Opinión

Tú mereces que te quieran

EPPUR SI MUOVE

Antonio Hualde | Martes 24 de enero de 2017

Metro de Londres. Desde mediados de 2001, una anciana pasaba horas sentada en la estación de Embankment. Y sonreía cada vez que por megafonía una voz algo antigua decía aquello de main the gap. Era la voz de su marido, un actor británico llamado Larry Oswald encargado de grabar las locuciones del Metro al acabar la Segunda Guerra Mundial. Larry murió en 2001, habiendo vivido casi medio siglo de felicidad plena junto a su mujer. Y a ella le gustaba seguir oyéndolo. Por eso, cuando la tecnología dio paso a nuevos sonidos más actuales, pidió a los responsables del Metro si podían proporcionarle un CD con la grabación original. Estos, conmovidos, no sólo accedieron a su petición, sino que conservaron en aquella estación el mensaje original de Larry Oswald.
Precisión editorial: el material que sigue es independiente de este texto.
//! crates/logging/src/format.rs
//! Line metadata and the formatter contract.

use std::error::Error;
use std::fmt::Write as _;
use std::sync::OnceLock;

use time::{OffsetDateTime, UtcOffset};
use time::macros::format_description;

use crate::Level;

/// Static description of the place a log line comes from.
///
/// Built by the logging macros from `file!()`, `line!()` and `module_path!()`;
/// `condition` carries the stringified expression of a conditional log form.
#[derive(Clone, Copy, Debug, Default, PartialEq, Eq)]
pub struct Callsite {
    /// Source file, when known.
    pub file: Option<&'static str>,
    /// Source line; meaningful only together with `file`.
    pub line: u32,
    /// Enclosing function or module path, when known.
    pub function: Option<&'static str>,
    /// Text of the condition that triggered the line, when any.
    pub condition: Option<&'static str>,
}

impl Callsite {
    /// Describes `file:line` inside `function`.
    #[must_use]
    pub const fn new(file: &'static str, line: u32, function: &'static str) -> Self {
        Self {
            file: Some(file),
            line,
            function: Some(function),
            condition: None,
        }
    }

    /// Callsite without any source information.
    #[must_use]
    pub const fn unknown() -> Self {
        Self {
            file: None,
            line: 0,
            function: None,
            condition: None,
        }
    }

    /// Attaches the text of a triggering condition.
    #[must_use]
    pub const fn with_condition(mut self, condition: &'static str) -> Self {
        self.condition = Some(condition);
        self
    }

    /// File name used for pattern matching; empty when unknown.
    #[must_use]
    pub fn file_or_empty(&self) -> &'static str {
        self.file.unwrap_or("")
    }
}

/// Metadata a formatter renders alongside the message text.
#[derive(Clone, Copy, Debug, PartialEq, Eq)]
pub struct Record {
    /// Level the line was logged at.
    pub level: Level,
    /// Where the line was logged from.
    pub callsite: Callsite,
}

impl Record {
    /// Bundles a level with its callsite.
    #[must_use]
    pub const fn new(level: Level, callsite: Callsite) -> Self {
        Self { level, callsite }
    }
}

/// Renders messages and error values into the text sinks receive.
///
/// Exactly one formatter is active per [`Logger`](crate::Logger); installing
/// a new one replaces it atomically.
pub trait Formatter: Send {
    /// Renders `line` logged from `record` on the thread with index `thread`.
    ///
    /// The result is handed to every sink unchanged, so it must include the
    /// line terminator.
    fn format(&self, line: &str, thread: usize, record: &Record) -> String;

    /// Renders an error value appended to a handle or raised by a sink.
    fn format_error(&self, error: &dyn Error) -> String;
}

/// Clock used for the timestamp field of [`DefaultFormatter`].
#[derive(Clone, Copy, Debug, Default, PartialEq, Eq)]
pub enum TimeZone {
    /// Coordinated universal time, rendered without an offset.
    Utc,
    /// Local time, rendered with its numeric UTC offset.
    ///
    /// The offset is read from the system once per process and reused for
    /// every later line, so a daylight-saving change during the run is not
    /// picked up. On Unix the offset can only be read while the process is
    /// single-threaded; [`DefaultFormatter::local`] and [`Logger::new`]
    /// capture it, so create the logger before spawning threads. If it was
    /// never captured, lines are stamped in UTC with a `+0000` offset.
    ///
    /// [`Logger::new`]: crate::Logger::new
    #[default]
    Local,
}

static LOCAL_OFFSET: OnceLock<UtcOffset> = OnceLock::new();

/// Cached local offset, read from the system on the first successful call.
fn local_offset() -> UtcOffset {
    if let Some(offset) = LOCAL_OFFSET.get() {
        return *offset;
    }
    UtcOffset::current_local_offset().map_or(UtcOffset::UTC, |offset| {
        *LOCAL_OFFSET.get_or_init(|| offset)
    })
}

/// Built-in formatter.
///
/// Produces
/// `[<timestamp>][<thread>][<TAG>][<file>:<line>][<function>][<condition>] <message>`
/// followed by a newline. The file, function and condition fields are
/// omitted when the callsite does not provide them.
///
/// # Examples
///
/// ```
/// use logging::{Callsite, DefaultFormatter, Formatter, Level, Record, TimeZone};
///
/// let formatter = DefaultFormatter::new(TimeZone::Utc);
/// let record = Record::new(Level::Info, Callsite::new("src/app.rs", 7, "app::run"));
/// let line = formatter.format("ready", 0, &record);
///
/// assert!(line.ends_with("][0][NFO][src/app.rs:7][app::run] ready\n"));
/// ```
#[derive(Clone, Copy, Debug, Default)]
pub struct DefaultFormatter {
    zone: TimeZone,
}

impl DefaultFormatter {
    /// Creates a formatter stamping lines in `zone`.
    #[must_use]
    pub const fn new(zone: TimeZone) -> Self {
        Self { zone }
    }

    /// Formatter stamping lines in UTC.
    #[must_use]
    pub const fn utc() -> Self {
        Self::new(TimeZone::Utc)
    }

    /// Formatter stamping lines in local time.
    ///
    /// Captures the process-wide local offset if it has not been read yet.
    #[must_use]
    pub fn local() -> Self {
        local_offset();
        Self::new(TimeZone::Local)
    }

    /// Returns the configured clock.
    #[must_use]
    pub const fn zone(&self) -> TimeZone {
        self.zone
    }

    /// Renders the current time as `YYYY-MM-DD HH:MM:SS.mmm (Day)` for UTC or
    /// `YYYY-MM-DD HH:MM:SS.mmm +HHMM (Day)` for local time.
    ///
    /// Local time uses the offset captured for the process; see
    /// [`TimeZone::Local`].
    #[must_use]
    pub fn timestamp(zone: TimeZone) -> String {
        let rendered = match zone {
            TimeZone::Utc => OffsetDateTime::now_utc().format(format_description!(
                "[year]-[month]-[day] [hour]:[minute]:[second].[subsecond digits:3] ([weekday repr:short])"
            )),
            TimeZone::Local => OffsetDateTime::now_utc()
                .to_offset(local_offset())
                .format(format_description!(
                    "[year]-[month]-[day] [hour]:[minute]:[second].[subsecond digits:3] [offset_hour sign:mandatory][offset_minute] ([weekday repr:short])"
                )),
        };

        rendered.unwrap_or_else(|_| OffsetDateTime::now_utc().unix_timestamp().to_string())
    }
}

impl Formatter for DefaultFormatter {
    fn format(&self, line: &str, thread: usize, record: &Record) -> String {
        let callsite = &record.callsite;
        let mut out = String::with_capacity(line.len() + 96);

        let _ = write!(
            out,
            "[{}][{thread}][{}]",
            Self::timestamp(self.zone),
            record.level.tag()
        );
        if let Some(file) = callsite.file {
            let _ = write!(out, "[{file}:{}]", callsite.line);
        }
        if let Some(function) = callsite.function {
            let _ = write!(out, "[{function}]");
        }
        if let Some(condition) = callsite.condition {
            let _ = write!(out, "[{condition}]");
        }
        out.push(' ');
        out.push_str(line);
        out.push('\n');
        out
    }

    fn format_error(&self, error: &dyn Error) -> String {
        let mut rendered = format!("Error: {error}");
        let mut source = error.source();

        while let Some(cause) = source {
            let text = cause.to_string();
            if !rendered.contains(&text) {
                rendered.push_str(": ");
                rendered.push_str(&text);
            }
            source = cause.source();
        }

        rendered
    }
}
#![deny(unsafe_code)]
#![deny(missing_docs)]
#![deny(rustdoc::broken_intra_doc_links)]

//! # Overview
//!
//! `logging` is the core of the scribe logging library: an embeddable,
//! thread-safe pipeline that routes one formatted line per log statement to a
//! set of pluggable sinks. Which lines are written is decided per level and
//! per source file, and the whole configuration can be changed at runtime
//! through a watched settings file.
//!
//! # Design
//!
//! A [`Logger`] holds the configuration: the sink registry, the active
//! [`Formatter`], the [`LevelFilter`], the settings-file watcher and the
//! registry of thread indices. Each part has its own lock. Most programs use
//! [`Logger::global`] through the macros ([`log_error!`], [`log_info!`],
//! [`log_if!`], ...); libraries and tests can create isolated instances and
//! target them with [`log_to!`].
//!
//! A log statement builds a [`Handle`], appends values to it without taking
//! any lock, and writes the line when the handle is dropped. Dispatch checks
//! the settings file, consults the level registry, formats the line once and
//! hands the identical text to every sink in order.
//!
//! # Invariants
//!
//! - A line that passes the level registry reaches at least one sink: with no
//!   sink registered, a standard-error sink is installed first.
//! - A sink that fails or panics is removed, and the surviving sinks receive
//!   a `Logger[<sink type>]: <error>` line describing the failure.
//! - Lines from concurrent threads never interleave within a sink.
//! - [`Level::Fatal`] lines bypass the level registry and abort the process
//!   once written.
//!
//! # Errors
//!
//! Logging itself never reports errors to the caller. Sink failures surface
//! as [`SinkError`] values rendered into the meta-line above; settings
//! problems are logged at [`Level::Log`].
//!
//! # Examples
//!
//! ```
//! use logging::{Level, Logger, MemorySink, Spacing, log_to};
//!
//! let logger = Logger::new();
//! let capture = MemorySink::new();
//! logger.add_sink(capture.clone());
//! logger.reset_levels(Level::Debug);
//! logger.set_spacing(Spacing::AsIs);
//!
//! log_to!(&logger, Level::Debug, "retries=", 3);
//! log_to!(&logger, Level::Trace, "too detailed");
//!
//! assert!(capture.contains("] retries=3\n"));
//! assert_eq!(capture.line_count(), 1);
//! ```
//!
//! # See also
//!
//! - [`logging_sink`] for the sink contract and the stock sinks.
//! - The `tracing` feature adds `LoggerLayer`, which forwards `tracing` events
//!   into a [`Logger`].

mod filter;
mod format;
mod handle;
mod level;
mod logger;
mod macros;
mod settings;
mod spacing;
mod threads;
#[cfg(feature = "tracing")]
mod tracing_bridge;
mod value;

pub use filter::{LevelFilter, file_matches};
pub use format::{Callsite, DefaultFormatter, Formatter, Record, TimeZone};
pub use handle::Handle;
pub use level::{Level, ParseLevelError};
pub use logger::Logger;
pub use settings::{Command, DEFAULT_INTERVAL as DEFAULT_SETTINGS_INTERVAL, UnknownCommand};
pub use spacing::Spacing;
pub use threads::ThreadRegistry;
pub use value::{Displayed, LogValue};

pub use logging_sink::{
    FileSink, MemorySink, NullSink, Sink, SinkError, StdErrSink, StdOutSink, StreamSink,
};

#[cfg(feature = "tracing")]
pub use tracing_bridge::{LoggerLayer, init_tracing};
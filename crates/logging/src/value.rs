//! Conversion of appended values into message text.

use std::borrow::Cow;
use std::fmt::{self, Write as _};

/// Value that can be appended to a [`Handle`](crate::Handle).
///
/// Implemented for every integer and floating-point width, `bool`, `char`,
/// string types, raw pointers and [`fmt::Arguments`]. Wrap any other
/// [`Display`](fmt::Display) type in [`Displayed`] to append it.
pub trait LogValue {
    /// Appends the textual form of `self` to `out`.
    fn render(&self, out: &mut String);
}

macro_rules! display_log_value {
    ($($ty:ty),* $(,)?) => {
        $(
            impl LogValue for $ty {
                #[inline]
                fn render(&self, out: &mut String) {
                    let _ = write!(out, "{self}");
                }
            }
        )*
    };
}

display_log_value!(
    i8, i16, i32, i64, i128, isize, u8, u16, u32, u64, u128, usize, f32, f64, bool, char,
);

impl LogValue for str {
    #[inline]
    fn render(&self, out: &mut String) {
        out.push_str(self);
    }
}

impl LogValue for String {
    #[inline]
    fn render(&self, out: &mut String) {
        out.push_str(self);
    }
}

impl LogValue for Cow<'_, str> {
    #[inline]
    fn render(&self, out: &mut String) {
        out.push_str(self);
    }
}

impl LogValue for fmt::Arguments<'_> {
    fn render(&self, out: &mut String) {
        let _ = out.write_fmt(*self);
    }
}

impl<T: ?Sized> LogValue for *const T {
    fn render(&self, out: &mut String) {
        let _ = write!(out, "{:#X}", self.addr());
    }
}

impl<T: ?Sized> LogValue for *mut T {
    fn render(&self, out: &mut String) {
        self.cast_const().render(out);
    }
}

impl<T: LogValue + ?Sized> LogValue for &T {
    #[inline]
    fn render(&self, out: &mut String) {
        (**self).render(out);
    }
}

/// Adapter appending any [`Display`](fmt::Display) value.
///
/// # Examples
///
/// ```
/// use logging::{Displayed, LogValue};
/// use std::net::Ipv4Addr;
///
/// let mut out = String::new();
/// Displayed(Ipv4Addr::LOCALHOST).render(&mut out);
/// assert_eq!(out, "127.0.0.1");
/// ```
#[derive(Clone, Copy, Debug)]
pub struct Displayed<T>(pub T);

impl<T: fmt::Display> LogValue for Displayed<T> {
    fn render(&self, out: &mut String) {
        let _ = write!(out, "{}", self.0);
    }
}

#[cfg(test)]
mod tests {
    use super::*;

    fn rendered<T: LogValue + ?Sized>(value: &T) -> String {
        let mut out = String::new();
        value.render(&mut out);
        out
    }

    #[test]
    fn zero_renders_as_zero_for_every_width() {
        macro_rules! assert_zero {
            ($($value:expr),* $(,)?) => {
                $( assert_eq!(rendered(&$value), "0", stringify!($value)); )*
            };
        }

        assert_zero!(
            0_i8, 0_i16, 0_i32, 0_i64, 0_i128, 0_isize, 0_u8, 0_u16, 0_u32, 0_u64, 0_u128,
            0_usize, 0.0_f32, 0.0_f64,
        );
    }

    #[test]
    fn floats_use_shortest_representation() {
        assert_eq!(rendered(&1.5_f64), "1.5");
        assert_eq!(rendered(&0.25_f32), "0.25");
    }

    #[test]
    fn strings_render_verbatim() {
        assert_eq!(rendered("plain"), "plain");
        assert_eq!(rendered(&String::from("owned")), "owned");
        assert_eq!(rendered(&Cow::Borrowed("cow")), "cow");
        assert_eq!(rendered(&format_args!("{}-{}", 1, 2)), "1-2");
    }

    #[test]
    fn pointers_render_in_upper_hex() {
        let null: *const u8 = std::ptr::null();
        assert_eq!(rendered(&null), "0x0");

        let fake = std::ptr::without_provenance::<u8>(0xBEEF);
        assert_eq!(rendered(&fake), "0xBEEF");

        let null_mut: *mut u32 = std::ptr::null_mut();
        assert_eq!(rendered(&null_mut), "0x0");
    }

    #[test]
    fn booleans_and_chars() {
        assert_eq!(rendered(&true), "true");
        assert_eq!(rendered(&'x'), "x");
    }
}
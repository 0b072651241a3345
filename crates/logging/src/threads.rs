//! crates/logging/src/threads.rs
//! Small, stable indices for the threads that log.

use std::sync::{Mutex, PoisonError};
use std::thread::{self, ThreadId};

/// Append-only list of threads observed by a [`Logger`](crate::Logger).
///
/// A thread's index is the position at which it first logged. Indices stay
/// small and stable for the lifetime of the logger, which keeps interleaved
/// output from several threads easy to follow.
#[derive(Debug, Default)]
pub struct ThreadRegistry {
    threads: Mutex<Vec<ThreadId>>,
}

impl ThreadRegistry {
    /// Creates an empty registry.
    #[must_use]
    pub fn new() -> Self {
        Self::default()
    }

    /// Returns the index of the calling thread, registering it on first use.
    pub fn current(&self) -> usize {
        self.index_of(thread::current().id())
    }

    /// Returns the index of `id`, registering it on first use.
    pub fn index_of(&self, id: ThreadId) -> usize {
        let mut threads = self.threads.lock().unwrap_or_else(PoisonError::into_inner);

        if let Some(index) = threads.iter().position(|known| *known == id) {
            return index;
        }
        threads.push(id);
        threads.len() - 1
    }

    /// Number of distinct threads seen so far.
    #[must_use]
    pub fn len(&self) -> usize {
        self.threads.lock().unwrap_or_else(PoisonError::into_inner).len()
    }

    /// Reports whether no thread has logged yet.
    #[must_use]
    pub fn is_empty(&self) -> bool {
        self.len() == 0
    }
}
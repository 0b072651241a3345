/// Controls whether values appended to a [`Handle`](crate::Handle) are separated by spaces.
#[derive(Clone, Copy, Debug, Default, Eq, PartialEq)]
#[cfg_attr(feature = "serde", derive(serde::Serialize, serde::Deserialize))]
pub enum Spacing {
    /// Insert a single space before every value except the first.
    #[default]
    Pad,
    /// Concatenate values exactly as rendered.
    AsIs,
}

impl Spacing {
    /// Reports whether the mode inserts a separating space between values.
    ///
    /// # Examples
    ///
    /// ```
    /// use logging::Spacing;
    ///
    /// assert!(Spacing::Pad.pads());
    /// assert!(!Spacing::AsIs.pads());
    /// ```
    #[must_use]
    pub const fn pads(self) -> bool {
        matches!(self, Self::Pad)
    }
}

impl From<bool> for Spacing {
    /// Converts a "pad values" flag into a [`Spacing`].
    ///
    /// `true` maps to [`Spacing::Pad`] while `false` selects [`Spacing::AsIs`].
    fn from(pad: bool) -> Self {
        if pad { Self::Pad } else { Self::AsIs }
    }
}

impl From<Spacing> for bool {
    fn from(spacing: Spacing) -> Self {
        spacing.pads()
    }
}

#[cfg(test)]
mod tests;
#![deny(unsafe_code)]

#[path = "cli.rs"]
mod cli;

use std::{env, io, process::ExitCode};

fn main() -> ExitCode {
    let mut stdin = io::stdin().lock();
    let mut stdout = io::stdout().lock();
    let mut stderr = io::stderr().lock();
    cli::run_with(env::args_os(), &mut stdin, &mut stdout, &mut stderr)
}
El año pasado, en Estados Unidos, millones de personas se emocionaron con la historia de Fred Stobaugh quien, tras perder a su mujer después de 75 años de matrimonio, compuso para ella una canción preciosa. Fred Stobaugh tenía 96 años, nada menos. Escuchar su Sweet Lorraine es una de esas experiencias que reconforta y conmueve a partes iguales. Son sólo dos ejemplos de los muchísimos que hay por doquier sobre hombres y mujeres que se quieren. Frente a ellos, siempre hay algún malnacido -.demasiados, por desgracia- que pagan sus frustraciones pegando a la mujer que tienen al lado.

Es ya célebre el imán de una mezquita de Ceuta que animaba a las mujeres a no denunciar los malos tratos de sus maridos. Algo similar a lo acontecido en la de Fuengirola, o en la de Lérida, o en tantas otras. Aún más aterrador resulta el trasfondo de la bronca que un alto mando del ejército afgano les estaba echando a dos jóvenes oficiales, sorprendidos mientras maltrataban a unos reclutas. “¿Qué cosa pensáis, que esto es vuestra casa, donde podéis golpear a vuestras mujeres cuando os venga en gana?”. Revelador. De todos modos, la violencia de género no es exclusiva del Islam. Tampoco entiende de clases sociales o nacionalidades; alimañas hay en todos los sitios y en todos los ámbitos.

De un tiempo a esta parte, da la impresión de que afloran más y más casos. En teoría, avanzamos hacia la igualdad y el respeto, pero en la práctica sigue habiendo disfunciones -si es que se puede llamar “disfunción” a gritar o poner la mano encima a una mujer-. Se me revuelve el estómago cada vez que oigo la noticia de un fulano que, tras matar a su pareja, se suicida. Pena de error de cálculo, lo suyo sería hacerlo al revés; empezar por él mismo. ¿Qué se puede hacer para acabar con algo tan aberrante? ¿Cuál es la solución para evitar cualquier tipo de maltrato -ojo, no sólo el físico; el psicológico, aún más frecuente, es a veces mucho peor-?

El papa Francisco dice que hay crisis de valores, y no le falta razón. Unos cuantos siglos atrás, San Pablo escribía en su carta a los corintios aquello de “si no tengo amor, no soy nada. El amor es comprensivo, el amor e servicial y no tiene envidia; el amor no es presumido ni se envanece; no es mal educado ni egoísta; no se irrita ni guarda rencor; no se alegra con la injusticia, sino que goza con la verdad. Disculpa sin límites, cree sin límites, espera sin límites, soporta sin límites”. Es la esencia de la pareja. Y un auténtico privilegio. Aquel que insulta, pega o mata no sólo comete un acto execrable, sino que reconoce su inferioridad y su podredumbre moral. Estoy harto de oír tanta miseria. Prefiero escuchar Sweet Lorraine. O, en su defecto, main the gap.